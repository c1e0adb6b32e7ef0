//! Application state machine and event dispatcher.

use std::{
  sync::Arc,
  time::Instant,
};

use crossterm::event::{KeyCode, KeyEvent, KeyModifiers};
use fuzzy_matcher::{FuzzyMatcher, skim::SkimMatcherV2};
use rollcall_core::{
  demo,
  model::{Class, Student},
  notice::Notice,
  scan::{ScanOutcome, ScanResolver},
  session::{Session, SessionSummary},
  store::AttendanceStore,
};

use crate::scanner::ScanFeed;

// ─── Screen ───────────────────────────────────────────────────────────────────

#[derive(Debug, Clone, Copy, PartialEq, Eq)]
pub enum Screen {
  /// Pick the class to take attendance for.
  ClassList,
  /// Live session: scan or type student codes.
  Session,
  /// Finalized counts for the current session.
  Summary,
}

/// A notice together with the instant it went on screen.
#[derive(Debug, Clone)]
pub struct ShownNotice {
  pub notice: Notice,
  pub since:  Instant,
}

// ─── App ──────────────────────────────────────────────────────────────────────

/// Top-level application state.
pub struct App<S> {
  /// Current screen / keyboard focus.
  pub screen: Screen,

  /// All classes, loaded once on startup.
  pub classes: Vec<Class>,

  /// Every student of every class; scans are looked up here.
  pub students: Vec<Student>,

  /// Set when the initial load failed and the demo dataset is in use.
  pub offline: bool,

  /// Current fuzzy-filter string for the class list.
  pub filter: String,

  /// Whether the user is typing a filter query.
  pub filter_active: bool,

  /// Cursor position within the *filtered* class list.
  pub list_cursor: usize,

  /// The live session, present only while a class is selected.
  pub session: Option<Session>,

  /// Text typed into the scan box so far.
  pub input: String,

  /// Transient feedback, cleared by [`App::tick`] once its window passes.
  pub notice: Option<ShownNotice>,

  /// Counts shown on the summary screen.
  pub summary: Option<SessionSummary>,

  /// Where check-ins are persisted.
  pub store: Arc<S>,
}

impl<S: AttendanceStore> App<S> {
  pub fn new(store: Arc<S>) -> Self {
    Self {
      screen: Screen::ClassList,
      classes: Vec::new(),
      students: Vec::new(),
      offline: false,
      filter: String::new(),
      filter_active: false,
      list_cursor: 0,
      session: None,
      input: String::new(),
      notice: None,
      summary: None,
      store,
    }
  }

  // ── Data loading ──────────────────────────────────────────────────────────

  /// Fetch classes and students. On failure fall back to the demo dataset
  /// rather than blocking the UI.
  pub async fn load_data(&mut self) {
    let loaded = tokio::try_join!(
      self.store.list_classes(),
      self.store.list_students(None)
    );
    match loaded {
      Ok((classes, students)) => {
        tracing::info!(classes = classes.len(), students = students.len(), "data loaded");
        self.classes = classes;
        self.students = students;
        self.offline = false;
      }
      Err(e) => {
        tracing::warn!(error = %e, "initial load failed; using demo data");
        self.classes = demo::classes();
        self.students = demo::students();
        self.offline = true;
        self.show(Notice::load_failed(), Instant::now());
      }
    }
    self.list_cursor = 0;
  }

  // ── Notices ───────────────────────────────────────────────────────────────

  pub fn show(&mut self, notice: Notice, now: Instant) {
    self.notice = Some(ShownNotice { notice, since: now });
  }

  /// Drop the current notice once its display window has elapsed.
  pub fn tick(&mut self, now: Instant) {
    if let Some(shown) = &self.notice
      && now.duration_since(shown.since) >= shown.notice.display_window()
    {
      self.notice = None;
    }
  }

  // ── Class list ────────────────────────────────────────────────────────────

  /// Classes that match the current filter query.
  pub fn filtered_classes(&self) -> Vec<&Class> {
    if self.filter.is_empty() {
      return self.classes.iter().collect();
    }
    let matcher = SkimMatcherV2::default();
    self
      .classes
      .iter()
      .filter(|c| {
        matcher.fuzzy_match(&c.name, &self.filter).is_some()
          || matcher.fuzzy_match(&c.teacher, &self.filter).is_some()
      })
      .collect()
  }

  /// The class under the list cursor in the filtered view, if any.
  pub fn cursor_class(&self) -> Option<&Class> {
    self.filtered_classes().get(self.list_cursor).copied()
  }

  /// The class of the live session.
  pub fn selected_class(&self) -> Option<&Class> {
    let id = self.session.as_ref()?.class_id();
    self.classes.iter().find(|c| c.id == id)
  }

  // ── Session ───────────────────────────────────────────────────────────────

  /// Start a fresh session for `class_id`.
  pub fn select_class(&mut self, class_id: i64) {
    let session = Session::new(class_id, &self.students);
    tracing::info!(class_id, roster = session.roster().len(), "session started");
    self.session = Some(session);
    self.input.clear();
    self.summary = None;
    self.screen = Screen::Session;
  }

  /// Leave the live session; its in-memory state is discarded.
  pub fn leave_session(&mut self) {
    self.session = None;
    self.input.clear();
    self.summary = None;
    self.screen = Screen::ClassList;
  }

  /// Run one scanned or typed value through the resolver and show the
  /// outcome. Empty input and scans outside a session are ignored.
  pub async fn submit_scan(&mut self, raw: &str) -> Option<ScanOutcome> {
    let session = self.session.as_mut()?;
    let resolver = ScanResolver::new(&self.students, self.store.as_ref());
    let outcome = resolver.resolve(session, raw).await?;
    self.show(outcome.notice(), Instant::now());
    Some(outcome)
  }

  /// Feed at most one scanner value into the live session. Values that
  /// arrive with no session are dropped; while the summary is open they stay
  /// queued until the session is back on screen.
  pub async fn poll_feed(&mut self, feed: &mut ScanFeed) -> Option<ScanOutcome> {
    match self.screen {
      Screen::Session => {
        let value = feed.try_next()?;
        self.submit_scan(&value).await
      }
      Screen::Summary => None,
      Screen::ClassList => {
        while let Some(value) = feed.try_next() {
          tracing::debug!(%value, "scan ignored: no class selected");
        }
        None
      }
    }
  }

  pub fn finalize(&mut self) {
    if let Some(session) = &self.session {
      let summary = session.summary();
      tracing::info!(
        class_id = summary.class_id,
        present = summary.present,
        absent = summary.absent,
        "attendance finalized"
      );
      self.summary = Some(summary);
      self.screen = Screen::Summary;
    }
  }

  // ── Key handling ──────────────────────────────────────────────────────────

  /// Process a key event. Returns `true` to continue, `false` to quit.
  pub async fn handle_key(&mut self, key: KeyEvent) -> bool {
    // Global: Ctrl-C quits from anywhere.
    if key.modifiers.contains(KeyModifiers::CONTROL) && key.code == KeyCode::Char('c') {
      return false;
    }

    if self.filter_active {
      self.handle_filter_key(key);
      return true;
    }

    match self.screen {
      Screen::ClassList => self.handle_list_key(key).await,
      Screen::Session => {
        self.handle_session_key(key).await;
        true
      }
      Screen::Summary => {
        // Any key dismisses the summary; the session stays open.
        self.screen = Screen::Session;
        true
      }
    }
  }

  fn handle_filter_key(&mut self, key: KeyEvent) {
    match key.code {
      KeyCode::Esc => {
        self.filter_active = false;
        self.filter.clear();
        self.list_cursor = 0;
      }
      KeyCode::Enter => {
        self.filter_active = false;
        self.list_cursor = 0;
        // Immediately open the session if there's exactly one match.
        let list = self.filtered_classes();
        if list.len() == 1 {
          let id = list[0].id;
          self.select_class(id);
        }
      }
      KeyCode::Backspace => {
        self.filter.pop();
        self.list_cursor = 0;
      }
      KeyCode::Char(c) => {
        self.filter.push(c);
        self.list_cursor = 0;
      }
      _ => {}
    }
  }

  async fn handle_list_key(&mut self, key: KeyEvent) -> bool {
    match key.code {
      KeyCode::Char('q') => return false,

      KeyCode::Down | KeyCode::Char('j') => {
        let len = self.filtered_classes().len();
        if len > 0 && self.list_cursor + 1 < len {
          self.list_cursor += 1;
        }
      }
      KeyCode::Up | KeyCode::Char('k') => {
        self.list_cursor = self.list_cursor.saturating_sub(1);
      }

      KeyCode::Enter | KeyCode::Right | KeyCode::Char('l') => {
        if let Some(id) = self.cursor_class().map(|c| c.id) {
          self.select_class(id);
        }
      }

      KeyCode::Char('/') => {
        self.filter_active = true;
        self.filter.clear();
        self.list_cursor = 0;
      }

      KeyCode::Char('r') => self.load_data().await,

      _ => {}
    }
    true
  }

  async fn handle_session_key(&mut self, key: KeyEvent) {
    if key.modifiers.contains(KeyModifiers::CONTROL) {
      if key.code == KeyCode::Char('f') {
        self.finalize();
      }
      return;
    }

    match key.code {
      KeyCode::Esc => self.leave_session(),
      KeyCode::Enter => {
        let raw = std::mem::take(&mut self.input);
        self.submit_scan(&raw).await;
      }
      KeyCode::Backspace => {
        self.input.pop();
      }
      KeyCode::Char(c) => self.input.push(c),
      _ => {}
    }
  }
}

────────────────────

[YOUR GOAL]
From the data above, output only the lines between the line containing "pub struct ShownNotice" and the line containing "screen / keyboard focus.", inclusive, exactly as written.

[RESPONSE]
pub struct ShownNotice {
  pub notice: Notice,
  pub since:  Instant,
}

// ─── App ──────────────────────────────────────────────────────────────────────

/// Top-level application state.
pub struct App<S> {
  /// Current screen / keyboard focus.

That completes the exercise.